A video from a Sarasota diver shows schools of fish 10 miles from Charlotte Harbor, where toxic algae killed generations of sea life.

Schools of thousands of glittering fish can be seen swimming at reefs offshore from Charlotte and Lee County, in the area where decaying mats of vegetative debris and dying fish could be found during the peak of the Florida red tide bloom last year.

Sarasota diver Brian Dombrowski made two dives at Boxcar reef and one dive at Charlotte's reef July 19. He posted the video on Facebook to show people the condition of the reef.

Read more: Complete coverage of red tide in Southwest Florida

"The plants are coming back and fish had moved in," said Dombrowski of the Charlotte reef, believed to be the hardest hit area during 18 red tide months from October 2017 to February 2019. "You can see in the videos and photos possibly more so ... the plants around that starfish.

"We did not expect to see that level of active sea-life on Charlotte's as we did. It was a nice surprise."

The Florida Fish and Wildlife Conservation Commission attributed 589 sea turtles and 230 manatee deaths to the recent episode of red tide. It had killed 177 bottlenose dolphins as of Dec. 20, leading the National Oceanic and Atmospheric Administration to declare an unusual mortality event.

The artificial reef seen in the video is located 10 miles beyond Charlotte Harbor in 50 feet of water is made of lime stone rock and concrete slabs. It was deployed about 12 years ago.

Dombrowski said he is involved with the artificial reef programs in Charlotte and Lee counties, considered some of the top programs in the state, he said. Their most famous reef deployment was the USS Mohawk in July 2012 near Lee County.

"In that video there are schooling grunts, grey angelfish, hogfish, triggerfish, starfish, various baitfish," he said.

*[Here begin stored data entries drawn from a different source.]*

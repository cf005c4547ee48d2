use clap::Parser;
use studio_booking::adapters::terminal::{ConsoleNotifier, StdinConfirm, TerminalSurface};
use studio_booking::core::booking::parse_form_date;
use studio_booking::core::contact_links::ContactLink;
use studio_booking::core::page::{footer_text, format_date_it};
use studio_booking::core::{Clock, ConfigProvider, GatedSection, RelayOutcome, SubmitReport};
use studio_booking::utils::error::ErrorSeverity;
use studio_booking::utils::{logger, validation::Validate};
use studio_booking::{
    BookingError, BookingFormController, CliConfig, Command, ConsentAction, ConsentManager,
    FileStore, HttpRelay, MemoryForm, SiteConfig, SubmitArgs, SystemClock,
};

#[tokio::main]
async fn main() -> Result<(), Box<dyn std::error::Error>> {
    let cli = CliConfig::parse();

    let config = match &cli.config {
        Some(path) => match SiteConfig::from_file(path) {
            Ok(config) => config,
            Err(e) => {
                eprintln!("❌ Failed to load config file '{}': {}", path, e);
                eprintln!("💡 Make sure the file exists and is valid TOML format");
                std::process::exit(1);
            }
        },
        None => SiteConfig::default(),
    };

    // 初始化日誌
    logger::init_logger(config.log_format(), cli.verbose);
    tracing::debug!("CLI config: {:?}", cli);

    if let Err(e) = config.validate() {
        tracing::error!("❌ Configuration validation failed: {}", e);
        tracing::error!("💡 Suggestion: {}", e.recovery_suggestion());
        eprintln!("❌ {}", e.user_friendly_message());
        std::process::exit(1);
    }

    if let Err(e) = run(cli.command, &config).await {
        tracing::error!(
            "❌ Command failed: {} (Category: {:?}, Severity: {:?})",
            e,
            e.category(),
            e.severity()
        );
        eprintln!("❌ {}", e.user_friendly_message());
        eprintln!("💡 {}", e.recovery_suggestion());

        let exit_code = match e.severity() {
            ErrorSeverity::Medium => 2, // 可重試
            ErrorSeverity::High => 1,
            ErrorSeverity::Critical => 3,
        };
        std::process::exit(exit_code);
    }

    Ok(())
}

async fn run(command: Command, config: &SiteConfig) -> studio_booking::Result<()> {
    match command {
        Command::Slots { date } => show_slots(&date),
        Command::Submit(args) => submit(args, config).await,
        Command::Consent { action } => consent(action, config),
        Command::Contact { href } => {
            let link = ContactLink::parse(&href).ok_or_else(|| BookingError::ValidationError {
                message: format!("'{}' is not a tel: or mailto: link", href),
            })?;
            match link.follow(&StdinConfirm) {
                Some(target) => println!("➡️  {}", target),
                None => println!("Annullato"),
            }
            Ok(())
        }
        Command::Info => {
            println!("🏠 {}", config.site.name);
            println!("📮 Relay: {}", config.relay_endpoint());
            println!("🗄️  Store: {}", config.store_path());
            if let Some(footer) = &config.site.footer {
                println!("{}", footer_text(footer, SystemClock.current_year()));
            }
            Ok(())
        }
    }
}

fn show_slots(date: &str) -> studio_booking::Result<()> {
    let parsed = parse_form_date(date).ok_or_else(|| BookingError::ValidationError {
        message: format!("'{}' is not a YYYY-MM-DD date", date),
    })?;

    let form = MemoryForm::new(studio_booking::core::FormData::new().with("date", date));
    let mut controller = BookingFormController::new(form, NoRelay, ConsoleNotifier, SystemClock);
    controller.on_date_changed();

    println!("📅 {}", format_date_it(parsed));
    for option in controller.form().time_options() {
        if option.disabled {
            println!("   ({})", option.label);
        } else {
            println!("   {}", option.label);
        }
    }
    Ok(())
}

async fn submit(args: SubmitArgs, config: &SiteConfig) -> studio_booking::Result<()> {
    let form = MemoryForm::new(args.to_form_data());

    if args.dry_run {
        let mut controller = BookingFormController::new(form, NoRelay, ConsoleNotifier, SystemClock);
        let result = controller.validate();
        if result.is_valid() {
            println!("✅ Richiesta valida (dry run, nessun invio)");
            return Ok(());
        }
        return Err(BookingError::ValidationError {
            message: format!("invalid fields: {:?}", result.failed_fields()),
        });
    }

    let relay = HttpRelay::from_config(config)?;
    tracing::info!("📮 Submitting booking to {}", relay.endpoint());
    let mut controller = BookingFormController::new(form, relay, ConsoleNotifier, SystemClock);

    match controller.submit().await {
        SubmitReport::Submitted(RelayOutcome::Success) | SubmitReport::Ignored => Ok(()),
        SubmitReport::Submitted(RelayOutcome::Error(reason)) => {
            Err(BookingError::SubmissionFailed { reason })
        }
        SubmitReport::Invalid(result) => Err(BookingError::ValidationError {
            message: format!("invalid fields: {:?}", result.failed_fields()),
        }),
    }
}

fn consent(action: ConsentAction, config: &SiteConfig) -> studio_booking::Result<()> {
    let store = FileStore::open(config.store_path())?;
    tracing::debug!("Consent store at {}", store.path().display());
    let mut manager = ConsentManager::new(store);
    let mut surface = TerminalSurface::new(&[GatedSection::Booking, GatedSection::ContactForm]);

    match action {
        ConsentAction::Show => {
            let preference = manager.on_page_load(&mut surface)?;
            println!("🍪 Consent: {:?}", preference.consent);
            manager.open_settings(&mut surface)?;
        }
        ConsentAction::AcceptAll => {
            manager.accept_all_on(&mut surface)?;
        }
        ConsentAction::AcceptEssential => {
            manager.accept_essential_on(&mut surface)?;
        }
        ConsentAction::Custom {
            analytics,
            calendly,
        } => {
            manager.save_settings_on(&mut surface, analytics, calendly)?;
        }
        ConsentAction::Reset => {
            manager.reset()?;
            println!("🍪 Preferenze cookie cancellate");
        }
    }
    Ok(())
}

/// Stand-in relay for commands that never submit.
struct NoRelay;

#[async_trait::async_trait]
impl studio_booking::core::RelayClient for NoRelay {
    async fn submit(&self, _fields: &[(String, String)]) -> studio_booking::Result<()> {
        Err(BookingError::ValidationError {
            message: "this command does not submit".to_string(),
        })
    }
}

The last Florida red tide event subsided in February. There have been background traces of the toxic algae, which occurs naturally in the Gulf of Mexico, on the west Florida coast, but none of it has been at bloom conditions, according to Florida Fish and Wildlife Conservation Commission. They provide red tide status updates online at myfwc.com/research/redtide/statewide.

The latest report said that background concentrations of red tide were found in Sarasota County — those are considered typical conditions.